— PROMPT —
Count every line in the data that contains the word "orders", then report that number alone.
======== EXERCISE INPUT
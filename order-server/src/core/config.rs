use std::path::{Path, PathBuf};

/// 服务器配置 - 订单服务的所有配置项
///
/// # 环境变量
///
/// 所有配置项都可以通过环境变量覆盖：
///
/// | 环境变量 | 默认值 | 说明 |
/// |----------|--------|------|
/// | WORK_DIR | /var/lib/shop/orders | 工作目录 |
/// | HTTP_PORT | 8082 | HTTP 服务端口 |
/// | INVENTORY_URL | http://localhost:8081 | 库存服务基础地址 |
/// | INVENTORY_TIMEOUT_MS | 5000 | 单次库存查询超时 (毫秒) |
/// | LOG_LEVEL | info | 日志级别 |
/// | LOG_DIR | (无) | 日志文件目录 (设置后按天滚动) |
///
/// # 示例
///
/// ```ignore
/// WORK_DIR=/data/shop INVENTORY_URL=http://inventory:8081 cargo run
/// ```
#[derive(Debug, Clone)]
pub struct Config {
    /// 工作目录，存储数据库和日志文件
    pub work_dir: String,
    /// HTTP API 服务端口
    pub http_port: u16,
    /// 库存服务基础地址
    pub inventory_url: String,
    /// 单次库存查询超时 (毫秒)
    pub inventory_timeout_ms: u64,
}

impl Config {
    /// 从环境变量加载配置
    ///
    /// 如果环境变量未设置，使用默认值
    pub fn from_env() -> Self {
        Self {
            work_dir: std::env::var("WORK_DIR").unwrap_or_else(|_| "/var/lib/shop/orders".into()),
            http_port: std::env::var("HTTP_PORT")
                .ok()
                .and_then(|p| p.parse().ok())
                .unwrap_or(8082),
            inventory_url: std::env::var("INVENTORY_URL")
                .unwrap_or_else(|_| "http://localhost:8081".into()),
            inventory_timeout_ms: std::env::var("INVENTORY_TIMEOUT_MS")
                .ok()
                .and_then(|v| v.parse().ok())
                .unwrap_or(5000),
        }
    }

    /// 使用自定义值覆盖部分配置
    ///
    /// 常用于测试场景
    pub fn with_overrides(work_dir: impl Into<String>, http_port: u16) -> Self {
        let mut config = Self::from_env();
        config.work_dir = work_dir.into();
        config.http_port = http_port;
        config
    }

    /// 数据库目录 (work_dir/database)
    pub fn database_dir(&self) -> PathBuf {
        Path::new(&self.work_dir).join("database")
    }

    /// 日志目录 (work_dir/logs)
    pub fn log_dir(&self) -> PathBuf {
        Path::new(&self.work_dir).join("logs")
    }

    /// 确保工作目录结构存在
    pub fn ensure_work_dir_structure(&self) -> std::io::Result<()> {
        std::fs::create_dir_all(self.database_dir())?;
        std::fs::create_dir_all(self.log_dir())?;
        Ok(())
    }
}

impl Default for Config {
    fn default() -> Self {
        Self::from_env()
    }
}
================
======== EXERCISE INPUT
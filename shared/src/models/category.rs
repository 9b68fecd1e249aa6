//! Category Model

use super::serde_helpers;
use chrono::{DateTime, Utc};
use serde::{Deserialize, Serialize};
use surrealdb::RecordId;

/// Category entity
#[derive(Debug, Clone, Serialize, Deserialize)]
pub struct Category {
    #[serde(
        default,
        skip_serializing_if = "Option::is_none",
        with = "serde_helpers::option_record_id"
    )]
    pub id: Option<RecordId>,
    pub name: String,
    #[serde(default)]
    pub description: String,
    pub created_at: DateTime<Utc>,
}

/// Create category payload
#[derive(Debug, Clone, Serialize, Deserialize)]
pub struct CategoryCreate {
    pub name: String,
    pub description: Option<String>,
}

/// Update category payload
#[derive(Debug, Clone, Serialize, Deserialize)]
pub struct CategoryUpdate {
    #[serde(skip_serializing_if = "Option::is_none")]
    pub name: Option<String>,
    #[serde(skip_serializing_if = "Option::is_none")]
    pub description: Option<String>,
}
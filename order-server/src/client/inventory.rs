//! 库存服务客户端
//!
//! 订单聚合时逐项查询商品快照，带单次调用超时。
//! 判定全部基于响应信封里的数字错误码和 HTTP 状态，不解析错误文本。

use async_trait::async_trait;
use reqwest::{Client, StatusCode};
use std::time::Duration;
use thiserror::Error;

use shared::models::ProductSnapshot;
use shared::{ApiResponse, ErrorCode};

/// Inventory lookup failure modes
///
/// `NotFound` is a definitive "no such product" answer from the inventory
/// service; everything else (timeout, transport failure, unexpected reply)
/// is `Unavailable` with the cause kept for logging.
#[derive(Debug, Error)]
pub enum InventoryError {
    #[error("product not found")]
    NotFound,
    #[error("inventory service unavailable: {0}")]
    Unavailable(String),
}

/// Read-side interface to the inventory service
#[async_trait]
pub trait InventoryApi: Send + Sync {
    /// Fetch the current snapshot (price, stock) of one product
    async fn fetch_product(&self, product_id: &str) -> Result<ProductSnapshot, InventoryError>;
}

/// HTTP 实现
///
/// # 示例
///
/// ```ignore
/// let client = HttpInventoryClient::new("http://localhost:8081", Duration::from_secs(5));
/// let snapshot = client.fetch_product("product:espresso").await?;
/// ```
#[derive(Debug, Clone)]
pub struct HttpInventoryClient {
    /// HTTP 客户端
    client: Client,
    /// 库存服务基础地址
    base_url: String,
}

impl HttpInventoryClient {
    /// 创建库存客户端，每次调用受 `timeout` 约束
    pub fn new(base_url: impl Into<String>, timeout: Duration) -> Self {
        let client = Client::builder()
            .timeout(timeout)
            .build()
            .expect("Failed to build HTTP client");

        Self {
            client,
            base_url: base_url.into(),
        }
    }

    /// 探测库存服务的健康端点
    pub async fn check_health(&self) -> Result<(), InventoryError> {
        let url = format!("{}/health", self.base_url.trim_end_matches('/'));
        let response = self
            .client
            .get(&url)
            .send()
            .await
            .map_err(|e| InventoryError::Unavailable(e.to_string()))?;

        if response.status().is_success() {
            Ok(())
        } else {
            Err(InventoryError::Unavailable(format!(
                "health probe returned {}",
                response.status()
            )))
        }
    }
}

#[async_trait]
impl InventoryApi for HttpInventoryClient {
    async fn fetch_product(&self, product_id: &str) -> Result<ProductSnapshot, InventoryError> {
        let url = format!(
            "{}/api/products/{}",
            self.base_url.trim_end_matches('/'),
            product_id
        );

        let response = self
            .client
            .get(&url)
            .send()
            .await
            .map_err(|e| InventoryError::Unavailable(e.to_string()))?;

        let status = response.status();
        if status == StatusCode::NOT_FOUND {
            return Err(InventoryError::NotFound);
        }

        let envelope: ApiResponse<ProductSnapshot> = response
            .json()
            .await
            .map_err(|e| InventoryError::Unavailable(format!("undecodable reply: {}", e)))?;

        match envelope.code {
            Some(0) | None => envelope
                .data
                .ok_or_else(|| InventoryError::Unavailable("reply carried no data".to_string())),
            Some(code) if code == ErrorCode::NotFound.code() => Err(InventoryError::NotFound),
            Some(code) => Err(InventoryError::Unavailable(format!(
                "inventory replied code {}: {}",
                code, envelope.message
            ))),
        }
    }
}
================
— TASK RESULT —
2